Sonic's Rendezvous Band (or SRB) was an American rock and roll band from Ann Arbor, Michigan, United States, forming in 1974, featuring veterans of the 1960s Detroit rock scene.

==Background==
Sonic's Rendezvous Band was formed by members of four Michigan rock bands:
- Fred "Sonic" Smith, formerly of the MC5 – guitar, vocals
- Scott Morgan, formerly of The Rationals, a soul-influenced Detroit band of the 1960s – guitar, vocals
- Gary Rasmussen, formerly of The Up and more recently, Broken Arrow – bass
- Scott Asheton, formerly of The Stooges – drums

They remained virtually unknown, but their one and only single retained high interest among fans of Detroit rock. Due to a falling out between Smith, Asheton, and Rasmussen; touring with Iggy Pop on his ‘78 TV Eye tour through Europe; and Morgan recording some tracks for purely personal reasons to kill time while the other 3 were away, only the Fred Smith penned "City Slang", was pressed on both sides of the single. The Scott Morgan penned Electrophonic Tonic, was to be the actual B side of the record. Both songs prime examples of Hi-Energy Detroit rock & roll. One side was labeled mono and one side stereo, although both sides were identical mixes. A lo-fi bootleg LP composed of various radio appearances called Strikes Like Lightning was traded in the 1980s. Minus Scott Morgan they toured as backing band for Iggy Pop in spring 1978.

==Renewed interest==
Interest in the band was kindled in the late 1990s when Alive / Total Energy Records released the studio recording of the then-unheard song "Electrophonic Tonic", the song that was to have been the B-side of "City Slang". In 1999, Mack Aborn Rhythm Arts released Sweet Nothing, a compact disc compilation of rare live and recorded SRB tunes. A second compilation called City Slang was released in 2000.

This in turn sparked a renewed interest in Scott Morgan, who was critically acclaimed in the 1980s with bands like Scots Pirates and the Scott Morgan Band who were largely successful only in the Midwest. SRB disciples, Sweden's Hellacopters recorded five Scott Morgan/ SRB compositions ("City Slang", "16 With a Bullet", "Downright Blue", "Heaven", "Slow Down [Take A Look]") which further popularized the group.

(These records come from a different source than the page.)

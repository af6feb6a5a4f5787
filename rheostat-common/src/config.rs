// Copyright 2025 Rheostat Contributors
//
// Licensed under the Apache License, Version 2.0 (the "License");
// you may not use this file except in compliance with the License.
// You may obtain a copy of the License at
//
//     http://www.apache.org/licenses/LICENSE-2.0
//
// Unless required by applicable law or agreed to in writing, software
// distributed under the License is distributed on an "AS IS" BASIS,
// WITHOUT WARRANTIES OR CONDITIONS OF ANY KIND, either express or implied.
// See the License for the specific language governing permissions and
// limitations under the License.

use figment::providers::{Env, Format, Serialized, Toml};
use figment::Figment;
use serde::de::DeserializeOwned;
use serde::Serialize;
use std::marker::PhantomData;
use std::path::{Path, PathBuf};

/// Layered configuration loader: compiled-in defaults, overridden by an
/// optional TOML file, overridden by `RHEOSTAT_`-prefixed environment
/// variables (`__` separates nesting levels).
pub struct ConfigLoader<T> {
    pub config_file_path: PathBuf,
    phantom: PhantomData<T>,
}

impl<T: DeserializeOwned + Serialize + Default> ConfigLoader<T> {
    pub fn new(config_file_path: &Path) -> Self {
        Self {
            config_file_path: config_file_path.to_path_buf(),
            phantom: PhantomData,
        }
    }

    pub fn figment(&self) -> Figment {
        Figment::new()
            .merge(Serialized::defaults(T::default()))
            .merge(Toml::file(self.config_file_path.clone()))
            .merge(Env::prefixed("RHEOSTAT_").split("__"))
    }

    pub fn load(&self) -> Result<T, figment::Error> {
        self.figment().extract()
    }

    /// Prints the effective default configuration as TOML, for seeding a
    /// config file.
    pub fn dump_default() -> Result<String, toml::ser::Error> {
        toml::to_string_pretty(&T::default())
    }
}
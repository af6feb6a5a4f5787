// Copyright 2025 Rheostat Contributors
//
// Licensed under the Apache License, Version 2.0 (the "License");
// you may not use this file except in compliance with the License.
// You may obtain a copy of the License at
//
//     http://www.apache.org/licenses/LICENSE-2.0
//
// Unless required by applicable law or agreed to in writing, software
// distributed under the License is distributed on an "AS IS" BASIS,
// WITHOUT WARRANTIES OR CONDITIONS OF ANY KIND, either express or implied.
// See the License for the specific language governing permissions and
// limitations under the License.

//! Sliding-window accumulator for cycle-time and CPU-usage samples.
//! Count, mean and sample variance are maintained incrementally as the
//! window slides.

use std::collections::VecDeque;

const Z_90: f64 = 1.645;
const Z_99: f64 = 2.576;

#[derive(Debug, Clone)]
pub struct SlidingStats {
    window: VecDeque<f64>,
    capacity: usize,
    sum: f64,
    sum_of_squares: f64,
    last: f64,
}

impl Default for SlidingStats {
    fn default() -> Self {
        Self::new(30)
    }
}

impl SlidingStats {
    pub fn new(capacity: usize) -> Self {
        Self {
            window: VecDeque::with_capacity(capacity),
            capacity,
            sum: 0.0,
            sum_of_squares: 0.0,
            last: 0.0,
        }
    }

    pub fn push(&mut self, sample: f64) {
        if self.window.len() == self.capacity {
            if let Some(evicted) = self.window.pop_front() {
                self.sum -= evicted;
                self.sum_of_squares -= evicted * evicted;
            }
        }
        self.window.push_back(sample);
        self.sum += sample;
        self.sum_of_squares += sample * sample;
        self.last = sample;
    }

    pub fn clear(&mut self) {
        self.window.clear();
        self.sum = 0.0;
        self.sum_of_squares = 0.0;
        self.last = 0.0;
    }

    pub fn count(&self) -> usize {
        self.window.len()
    }

    pub fn sum(&self) -> f64 {
        self.sum
    }

    pub fn last(&self) -> f64 {
        self.last
    }

    pub fn mean(&self) -> f64 {
        if self.window.is_empty() {
            0.0
        } else {
            self.sum / self.window.len() as f64
        }
    }

    /// Sample variance over the window.
    pub fn variance(&self) -> f64 {
        let n = self.window.len();
        if n < 2 {
            return 0.0;
        }
        let n = n as f64;
        ((self.sum_of_squares - self.sum * self.sum / n) / (n - 1.0)).max(0.0)
    }

    pub fn standard_deviation(&self) -> f64 {
        self.variance().sqrt()
    }

    fn confidence_interval(&self, z: f64) -> f64 {
        let n = self.window.len();
        if n < 2 {
            return 0.0;
        }
        z * self.standard_deviation() / (n as f64).sqrt()
    }

    pub fn confidence_interval_90(&self) -> f64 {
        self.confidence_interval(Z_90)
    }

    pub fn confidence_interval_99(&self) -> f64 {
        self.confidence_interval(Z_99)
    }
}

#[cfg(test)]
mod tests {
    use test_r::test;

    use super::*;

    #[test]
    fn mean_and_variance_track_the_window() {
        let mut stats = SlidingStats::new(4);
        for sample in [10.0, 12.0, 14.0, 16.0] {
            stats.push(sample);
        }
        assert_eq!(stats.count(), 4);
        assert_eq!(stats.mean(), 13.0);
        assert!((stats.variance() - 20.0 / 3.0).abs() < 1e-9);

        // Sliding out the oldest sample moves the mean.
        stats.push(18.0);
        assert_eq!(stats.count(), 4);
        assert_eq!(stats.mean(), 15.0);
        assert_eq!(stats.last(), 18.0);
    }

    #[test]
    fn degenerate_windows_have_no_spread() {
        let mut stats = SlidingStats::new(8);
        assert_eq!(stats.mean(), 0.0);
        stats.push(5.0);
        assert_eq!(stats.variance(), 0.0);
        assert_eq!(stats.confidence_interval_99(), 0.0);
    }
}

Scott Morgan went on to record with The Hellacopters' Nicke Royale, releasing two Hydromatics albums as well as two soul albums by The Solution.

==Recent activity==
The band has enjoyed renewed interest, along with mainstream critical acclaim in the music press, with the September 2006, release of a six-disc box set, Sonic's Rendezvous Band, by UK label Easy Action. The record was reviewed by Rolling Stone, October 19, 2006, by David Fricke, as one of "Fricke's Picks," saying of the band's 1978 single (included in the set), "City Slang" "5:15 of assault guitars, railroad drumming and Smith's determined-rebel call - has all you need to know why SRB were masters of their domain." That domain, as Fricke put it was "the Detroit Church of High Energy Rock," where Sonic's "holy rank" secured "forever." Said Fricke: "I just want as much of the best of this band as I can get, in good faith and quality. Right now, this is what I have. And I am playing it. Loud." Among other notable cuts in the set, Fricke, says, "a highlight is the sixteen-minute "American Boy," on which Smith plays a long, heated-raga solo on saxophone, evoking the MC5's earlier forays into the music of Sun Ra and Pharoah Sanders."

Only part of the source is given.